*TASK DESCRIPTION*: From the records, report how many lines hold the word "exists", with the number as the sole reply.

*MATERIAL PROVIDED*:

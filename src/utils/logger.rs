use tracing_subscriber::{layer::SubscriberExt, util::SubscriberInitExt, EnvFilter};

/// 日誌寫到 stderr，stdout 留給每個檔案的處理結果
pub fn init_cli_logger(verbose: bool) {
    let filter = if verbose {
        EnvFilter::try_from_default_env()
            .unwrap_or_else(|_| EnvFilter::new("license_inserter=debug,info"))
    } else {
        EnvFilter::try_from_default_env()
            .unwrap_or_else(|_| EnvFilter::new("license_inserter=info"))
    };

    tracing_subscriber::registry()
        .with(filter)
        .with(
            tracing_subscriber::fmt::layer()
                .with_writer(std::io::stderr)
                .with_target(false)
                .with_thread_ids(false)
                .with_file(false)
                .with_line_number(false)
                .compact(),
        )
        .init();
}
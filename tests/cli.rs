use assert_cmd::Command;
use httpmock::prelude::*;
use predicates::prelude::*;
use predicates::str::contains;
use std::fs;
use tempfile::TempDir;

const SNIPPET: &str = "Copyright 2024 Acme\\nAll rights reserved";

fn cmd() -> Command {
    let mut cmd = Command::cargo_bin("license-inserter").unwrap();
    cmd.env_remove("LICENSE_SNIPPET")
        .env_remove("LICENSE_URL")
        .env_remove("RUST_LOG");
    cmd
}

#[test]
fn missing_path_argument() {
    cmd().env("LICENSE_SNIPPET", SNIPPET).assert().failure();
}

#[test]
fn missing_snippet() {
    let dir = TempDir::new().unwrap();
    cmd()
        .arg(dir.path())
        .assert()
        .failure()
        .code(1)
        .stderr(contains("LICENSE_SNIPPET"));
}

#[test]
fn missing_target() {
    let dir = TempDir::new().unwrap();
    cmd()
        .env("LICENSE_SNIPPET", SNIPPET)
        .arg(dir.path().join("nope"))
        .assert()
        .failure()
        .code(1);
}

#[test]
fn invalid_license_url() {
    let dir = TempDir::new().unwrap();
    cmd()
        .env("LICENSE_SNIPPET", SNIPPET)
        .env("LICENSE_URL", "ftp://example.com/LICENSE")
        .arg(dir.path())
        .assert()
        .failure()
        .stderr(contains("LICENSE_URL"));
}

#[test]
fn inserts_and_reports() {
    let dir = TempDir::new().unwrap();
    let main_go = dir.path().join("main.go");
    let gen_go = dir.path().join("gen.go");
    fs::write(&main_go, "package main\n").unwrap();
    fs::write(&gen_go, "// DO NOT EDIT\npackage main\n").unwrap();

    cmd()
        .env("LICENSE_SNIPPET", SNIPPET)
        .arg(dir.path())
        .assert()
        .success()
        .stdout(contains(format!("[INSERTED]    {}", main_go.display())))
        .stdout(contains(format!("[DO NOT EDIT] {}", gen_go.display())))
        .stdout(contains("added: 1, already licensed: 0, do not edit: 1"));

    assert_eq!(
        fs::read_to_string(&main_go).unwrap(),
        "// Copyright 2024 Acme\n// All rights reserved\n\npackage main\n"
    );

    cmd()
        .env("LICENSE_SNIPPET", SNIPPET)
        .arg(&main_go)
        .assert()
        .success()
        .stdout(contains(format!("[ALREADY]     {}", main_go.display())));
}

#[test]
fn json_summary() {
    let dir = TempDir::new().unwrap();
    fs::write(dir.path().join("Dockerfile"), "FROM scratch\n").unwrap();

    cmd()
        .env("LICENSE_SNIPPET", SNIPPET)
        .arg("--json")
        .arg(dir.path())
        .assert()
        .success()
        .stdout(contains("\"added\": 1"));
}

#[test]
fn downloads_license() {
    let dir = TempDir::new().unwrap();
    let server = MockServer::start();
    let mock = server.mock(|when, then| {
        when.method(GET).path("/LICENSE");
        then.status(200).body("MIT License...");
    });

    cmd()
        .env("LICENSE_SNIPPET", SNIPPET)
        .env("LICENSE_URL", server.url("/LICENSE"))
        .arg(dir.path())
        .assert()
        .success()
        .stdout(contains("Downloading from"));

    mock.assert();
    assert_eq!(
        fs::read_to_string(dir.path().join("LICENSE")).unwrap(),
        "MIT License..."
    );
}

#[test]
fn license_url_ignored_for_single_file() {
    let dir = TempDir::new().unwrap();
    let main_go = dir.path().join("main.go");
    fs::write(&main_go, "package main\n").unwrap();

    cmd()
        .env("LICENSE_SNIPPET", SNIPPET)
        .env("LICENSE_URL", "ftp://example.com/LICENSE")
        .arg(&main_go)
        .assert()
        .success()
        .stdout(contains("[INSERTED]"));

    assert!(fs::read_to_string(&main_go)
        .unwrap()
        .starts_with("// Copyright 2024 Acme\n"));
    assert!(!dir.path().join("LICENSE").exists());
}

#[cfg(unix)]
#[test]
fn keep_going_still_fails_the_run() {
    use std::os::unix::fs::PermissionsExt;

    let dir = TempDir::new().unwrap();
    let locked = dir.path().join("locked.go");
    let open = dir.path().join("open.go");
    fs::write(&locked, "package locked\n").unwrap();
    fs::write(&open, "package open\n").unwrap();
    fs::set_permissions(&locked, fs::Permissions::from_mode(0o000)).unwrap();

    // root 不受檔案權限限制，無法模擬讀取失敗
    if fs::read(&locked).is_ok() {
        eprintln!("skipping: permissions are not enforced for this user");
        return;
    }

    cmd()
        .env("LICENSE_SNIPPET", SNIPPET)
        .arg("--keep-going")
        .arg(dir.path())
        .assert()
        .failure()
        .code(1)
        .stdout(contains("failed: 1"));

    assert!(fs::read_to_string(&open)
        .unwrap()
        .starts_with("// Copyright 2024 Acme\n"));

    fs::set_permissions(&locked, fs::Permissions::from_mode(0o644)).unwrap();
    assert_eq!(fs::read_to_string(&locked).unwrap(), "package locked\n");
}

#[cfg(unix)]
#[test]
fn unreadable_file_aborts_without_keep_going() {
    use std::os::unix::fs::PermissionsExt;

    let dir = TempDir::new().unwrap();
    let locked = dir.path().join("locked.go");
    fs::write(&locked, "package locked\n").unwrap();
    fs::set_permissions(&locked, fs::Permissions::from_mode(0o000)).unwrap();

    if fs::read(&locked).is_ok() {
        eprintln!("skipping: permissions are not enforced for this user");
        return;
    }

    cmd()
        .env("LICENSE_SNIPPET", SNIPPET)
        .arg(dir.path())
        .assert()
        .failure()
        .code(1)
        .stdout(contains("added:").not());
}
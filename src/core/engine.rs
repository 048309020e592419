use crate::config::LICENSE_URL_VAR;
use crate::core::download::LicenseDownloader;
use crate::core::inserter::LicenseInserter;
use crate::core::walker::walk;
use crate::domain::model::{CommentTable, Report};
use crate::domain::ports::{ConfigProvider, Storage};
use crate::utils::error::{LicenseError, Result};
use crate::utils::validation::validate_url;

pub struct InserterEngine<S: Storage, C: ConfigProvider> {
    storage: S,
    config: C,
    table: CommentTable,
    downloader: LicenseDownloader,
}

impl<S: Storage, C: ConfigProvider> InserterEngine<S, C> {
    pub fn new(storage: S, config: C) -> Self {
        Self::with_table(storage, config, CommentTable::default())
    }

    pub fn with_table(storage: S, config: C, table: CommentTable) -> Self {
        Self {
            storage,
            config,
            table,
            downloader: LicenseDownloader::new(),
        }
    }

    /// 處理設定的目標：整個目錄樹或單一檔案
    pub async fn run(&self) -> Result<Report> {
        let target = self.config.target();
        let metadata = tokio::fs::metadata(target)
            .await
            .map_err(|e| LicenseError::file(target, e))?;

        let inserter = LicenseInserter::new(&self.storage, &self.table, self.config.snippet());
        let policy = self.config.error_policy();
        let mut report = Report::new();

        if metadata.is_dir() {
            tracing::info!("Processing directory {}", target.display());
            if let Some(url) = self.config.license_url() {
                validate_url(LICENSE_URL_VAR, url)?;
                self.downloader
                    .ensure_license_file(&self.storage, target, url)
                    .await?;
            }
            walk(&inserter, target, policy, &mut report).await?;
        } else if metadata.is_file() {
            tracing::info!("Processing file {}", target.display());
            let result = inserter.process_file(target, &mut report).await;
            policy.resolve(target, result, &mut report)?;
        } else {
            tracing::warn!(
                "{} is neither a regular file nor a directory, nothing to do",
                target.display()
            );
        }

        tracing::info!("Done: {}", report);
        Ok(report)
    }
}
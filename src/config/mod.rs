pub mod cli;

use crate::domain::model::{ErrorPolicy, Snippet};
use crate::domain::ports::ConfigProvider;
use crate::utils::error::Result;
use crate::utils::validation::{
    validate_non_empty_string, validate_path, validate_required_field, Validate,
};
#[cfg(feature = "cli")]
use clap::Parser;
use serde::{Deserialize, Serialize};
use std::env;
use std::path::{Path, PathBuf};

pub const LICENSE_SNIPPET_VAR: &str = "LICENSE_SNIPPET";
pub const LICENSE_URL_VAR: &str = "LICENSE_URL";

#[cfg(feature = "cli")]
#[derive(Debug, Clone, Serialize, Deserialize, Parser)]
#[command(name = "license-inserter")]
#[command(about = "Insert a license header into every source file of a directory tree")]
#[command(
    after_help = "Environment:\n  LICENSE_SNIPPET  header text (required), use \\n between lines\n  LICENSE_URL      license file to download when the directory has none"
)]
pub struct CliConfig {
    /// File or directory to process
    pub path: String,

    #[arg(short, long, help = "Enable verbose output")]
    pub verbose: bool,

    #[arg(long, help = "Keep processing other files when one cannot be read or written")]
    pub keep_going: bool,

    #[arg(long, help = "Print the final summary as JSON")]
    pub json: bool,
}

/// 從環境變數讀取的設定，空字串視為未設定
#[derive(Debug, Clone, Default, Serialize, Deserialize)]
pub struct EnvConfig {
    pub license_snippet: Option<String>,
    pub license_url: Option<String>,
}

impl EnvConfig {
    pub fn from_env() -> Self {
        Self {
            license_snippet: non_empty_var(LICENSE_SNIPPET_VAR),
            license_url: non_empty_var(LICENSE_URL_VAR),
        }
    }
}

fn non_empty_var(name: &str) -> Option<String> {
    env::var(name).ok().filter(|value| !value.is_empty())
}

/// 單次執行所需的完整設定 (命令列參數 + 環境變數)
#[derive(Debug, Clone)]
pub struct RunConfig {
    pub target: PathBuf,
    pub snippet: Snippet,
    pub license_url: Option<String>,
    pub error_policy: ErrorPolicy,
}

impl RunConfig {
    pub fn new(target: impl Into<PathBuf>, env: EnvConfig) -> Result<Self> {
        let raw = validate_required_field(LICENSE_SNIPPET_VAR, &env.license_snippet)?;
        validate_non_empty_string(LICENSE_SNIPPET_VAR, raw)?;

        Ok(Self {
            target: target.into(),
            snippet: Snippet::parse(raw),
            license_url: env.license_url,
            error_policy: ErrorPolicy::default(),
        })
    }

    #[cfg(feature = "cli")]
    pub fn from_cli(cli: &CliConfig) -> Result<Self> {
        let config = Self::new(&cli.path, EnvConfig::from_env())?;
        Ok(config.with_error_policy(if cli.keep_going {
            ErrorPolicy::Continue
        } else {
            ErrorPolicy::FailFast
        }))
    }

    pub fn with_error_policy(mut self, policy: ErrorPolicy) -> Self {
        self.error_policy = policy;
        self
    }
}

impl ConfigProvider for RunConfig {
    fn target(&self) -> &Path {
        &self.target
    }

    fn snippet(&self) -> &Snippet {
        &self.snippet
    }

    fn license_url(&self) -> Option<&str> {
        self.license_url.as_deref()
    }

    fn error_policy(&self) -> ErrorPolicy {
        self.error_policy
    }
}

impl Validate for RunConfig {
    fn validate(&self) -> Result<()> {
        validate_path("path", &self.target)?;

        tracing::debug!("Configuration validation passed");
        Ok(())
    }
}
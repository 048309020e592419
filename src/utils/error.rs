use thiserror::Error;

#[derive(Error, Debug)]
pub enum LicenseError {
    #[error("IO error: {0}")]
    IoError(#[from] std::io::Error),

    #[error("HTTP request failed: {0}")]
    HttpError(#[from] reqwest::Error),

    #[error("Directory walk failed: {0}")]
    WalkError(#[from] walkdir::Error),

    #[error("Missing required configuration: {field}")]
    MissingConfigError { field: String },

    #[error("Invalid configuration value for {field}: '{value}' ({reason})")]
    InvalidConfigValueError {
        field: String,
        value: String,
        reason: String,
    },

    #[error("License download failed: {message}")]
    DownloadError { message: String },

    #[error("Failed to process {path}: {source}")]
    FileError {
        path: String,
        #[source]
        source: std::io::Error,
    },

    #[error("{failed} file(s) could not be processed")]
    PartialFailure { failed: usize },
}

impl LicenseError {
    pub fn file(path: &std::path::Path, source: std::io::Error) -> Self {
        LicenseError::FileError {
            path: path.display().to_string(),
            source,
        }
    }

    /// 給使用者看的簡短錯誤訊息
    pub fn user_friendly_message(&self) -> String {
        match self {
            LicenseError::MissingConfigError { field } => {
                format!("Please set up {} env var", field)
            }
            LicenseError::InvalidConfigValueError { field, reason, .. } => {
                format!("{} is invalid: {}", field, reason)
            }
            LicenseError::DownloadError { message } => {
                format!("Could not download license file: {}", message)
            }
            LicenseError::HttpError(e) => format!("Could not download license file: {}", e),
            other => other.to_string(),
        }
    }

    pub fn recovery_suggestion(&self) -> &'static str {
        match self {
            LicenseError::MissingConfigError { .. } => {
                "Export LICENSE_SNIPPET with the header text, using \\n between lines"
            }
            LicenseError::InvalidConfigValueError { .. } => {
                "Check the command-line argument and the LICENSE_* environment variables"
            }
            LicenseError::HttpError(_) | LicenseError::DownloadError { .. } => {
                "Check that LICENSE_URL is reachable, or add a LICENSE file manually"
            }
            LicenseError::IoError(_) | LicenseError::WalkError(_) | LicenseError::FileError { .. } => {
                "Check that the target path exists and is readable and writable"
            }
            LicenseError::PartialFailure { .. } => "Inspect the warnings above and re-run",
        }
    }
}

pub type Result<T> = std::result::Result<T, LicenseError>;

*COMPLETED EXERCISE*: 2